如需了解 Cloud Monitoring 代理的其他已知问题,请参阅 Cloud Monitoring 代理问题排查指南

部分指标缺失或不一致

有少量指标在 Ops Agent 2.0.0 及更高版本上的处理方式与 Ops Agent“预览版”(低于 2.0.0 版)或 Monitoring 代理不同。

下表介绍了 Ops Agent 和 Monitoring 代理提取的数据之间的差异。
指标类型,省略了
agent.googleapis.com
Ops Agent(正式版) Ops Agent(预览版) Monitoring 代理
disk/bytes_used
disk/percent_used
提取时 device 标签中包含完整路径;例如 /dev/sda15

未针对 tmpfsudev 等虚拟设备提取该指标。
提取时 device 标签的路径中不含 /dev;例如 sda15

针对 tmpfsudev 等虚拟设备提取该指标。
提取时 device 标签的路径中不含 /dev;例如 sda15

针对 tmpfsudev 等虚拟设备提取该指标。
正式版列指 Ops Agent 2.0.0 版及更高版本。预览版列是指低于 2.0.0 的 Ops Agent 版本。

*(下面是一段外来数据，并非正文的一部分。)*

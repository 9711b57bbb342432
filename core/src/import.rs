//! YAML inputs: combat files (players plus monster groups) and bestiaries.

use log::info;
use serde::{Deserialize, Serialize};
use thiserror::Error;

use crate::{
    combat::{
        combatant::{Combatant, CombatantKind, MonsterStats},
        condition::Condition,
    },
    creature::{cr_value, CrXpTable, Creature},
    encounter::Encounter,
};

#[derive(Debug, Error)]
pub enum ImportError {
    #[error("Failed to parse YAML: {0}")]
    Yaml(#[from] serde_yml::Error),
}

#[derive(Debug, Deserialize, Serialize)]
struct CombatInfo {
    #[serde(default)]
    name: Option<String>,
    #[serde(default)]
    party_level: Option<u8>,
    #[serde(default)]
    players: Vec<PlayerEntry>,
    #[serde(default)]
    monsters: Vec<MonsterEntry>,
}

#[derive(Debug, Deserialize, Serialize)]
struct PlayerEntry {
    name: String,
    #[serde(default = "default_level")]
    level: u8,
    #[serde(default)]
    initiative_modifier: Option<i32>,
    ac: i32,
    max_hp: u32,
    #[serde(default)]
    current_hp: Option<u32>,
    #[serde(default)]
    conditions: Vec<Condition>,
}

#[derive(Debug, Deserialize, Serialize)]
struct MonsterEntry {
    count: Option<usize>,
    stats: MonsterStatBlock,
}

#[derive(Debug, Deserialize, Serialize)]
struct MonsterStatBlock {
    name: String,
    #[serde(default)]
    initiative_modifier: Option<i32>,
    ac: i32,
    max_hp: u32,
    #[serde(default)]
    current_hp: Option<u32>,
    #[serde(default = "default_cr")]
    cr: String,
    #[serde(rename = "type", default)]
    creature_type: String,
    #[serde(default)]
    environment: Vec<String>,
    #[serde(default)]
    xp: Option<u32>,
    #[serde(default)]
    conditions: Vec<Condition>,
}

fn default_level() -> u8 {
    1
}

fn default_cr() -> String {
    "0".to_string()
}

impl PlayerEntry {
    fn into_combatant(self) -> Combatant {
        let mut player = Combatant::new(
            &self.name,
            CombatantKind::Player { level: self.level },
            self.max_hp,
            self.ac,
        );
        player.initiative_modifier = self.initiative_modifier;
        player.set_hp(self.current_hp.unwrap_or(self.max_hp));
        player.conditions = self.conditions;
        player
    }
}

impl MonsterStatBlock {
    fn to_combatant(&self, table: &CrXpTable) -> Combatant {
        let stats = MonsterStats {
            cr: self.cr.clone(),
            cr_value: cr_value(&self.cr).unwrap_or(0.0),
            creature_type: self.creature_type.clone(),
            environment: self.environment.clone(),
            xp: self.xp.or_else(|| table.xp_for(&self.cr)).unwrap_or(0),
        };
        let mut monster = Combatant::monster(&self.name, stats, self.max_hp, self.ac);
        monster.initiative_modifier = self.initiative_modifier;
        // a missing or zero current_hp means an unhurt monster
        monster.set_hp(self.current_hp.filter(|hp| *hp > 0).unwrap_or(self.max_hp));
        monster.conditions = self.conditions.clone();
        monster
    }
}

/// Builds an encounter from a combat file. The party size is the number of
/// listed players; the party level is taken from the file or from the
/// average player level.
pub fn encounter_from_yaml(yaml: &str, table: &CrXpTable) -> Result<Encounter, ImportError> {
    let combat_data: CombatInfo = serde_yml::from_str(yaml)?;

    let party_size = combat_data.players.len() as u32;
    let party_level = combat_data.party_level.unwrap_or_else(|| {
        let total: u32 = combat_data.players.iter().map(|p| u32::from(p.level)).sum();
        total
            .checked_div(party_size)
            .map_or(1, |avg| avg.clamp(1, u32::from(u8::MAX)) as u8)
    });
    let name = combat_data
        .name
        .clone()
        .unwrap_or_else(|| "Imported encounter".to_string());

    let mut encounter = Encounter::new(&name, party_size, party_level);
    for player in combat_data.players {
        encounter.add_combatant(player.into_combatant());
    }
    for monster_entry in combat_data.monsters {
        let count = monster_entry.count.unwrap_or(1);
        for _ in 0..count {
            encounter.add_combatant(monster_entry.stats.to_combatant(table));
        }
    }
    info!(
        "Imported {} combatants into {}",
        encounter.combatants.len(),
        encounter.name
    );
    Ok(encounter)
}

pub fn bestiary_from_yaml(yaml: &str) -> Result<Vec<Creature>, ImportError> {
    Ok(serde_yml::from_str(yaml)?)
}
pub mod combatant;
pub mod condition;
pub mod dice;
pub mod initiative;
pub mod turn;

移除了由 Google Cloud Console 报告为已安装的代理

卸载代理后,Google Cloud Console 最多可能需要一小时才能报告此更改。

代理日志占用的空间过多

旧版本的 Ops Agent 可能会因 /var/log/google-cloud-ops-agent/subagents/logging-module.log 文件占用大量磁盘空间。查找大量消息,如下所示:

  [2022/04/30 05:23:38] [error] [input chunk] error writing data from tail.2 instance
  [2022/04/30 05:23:38] [error] [storage] format check failed: tail.2/2004860-1650614856.691268293.flb
  [2022/04/30 05:23:38] [error] [storage] format check failed: tail.2/2004860-1650614856.691268293.flb
  [2022/04/30 05:23:38] [error] [storage] [cio file] file is not mmap()ed: tail.2:2004860-1650614856.691268293.flb
  

如需解决此问题,请将 Ops Agent 升级到 2.17 版或更高版本。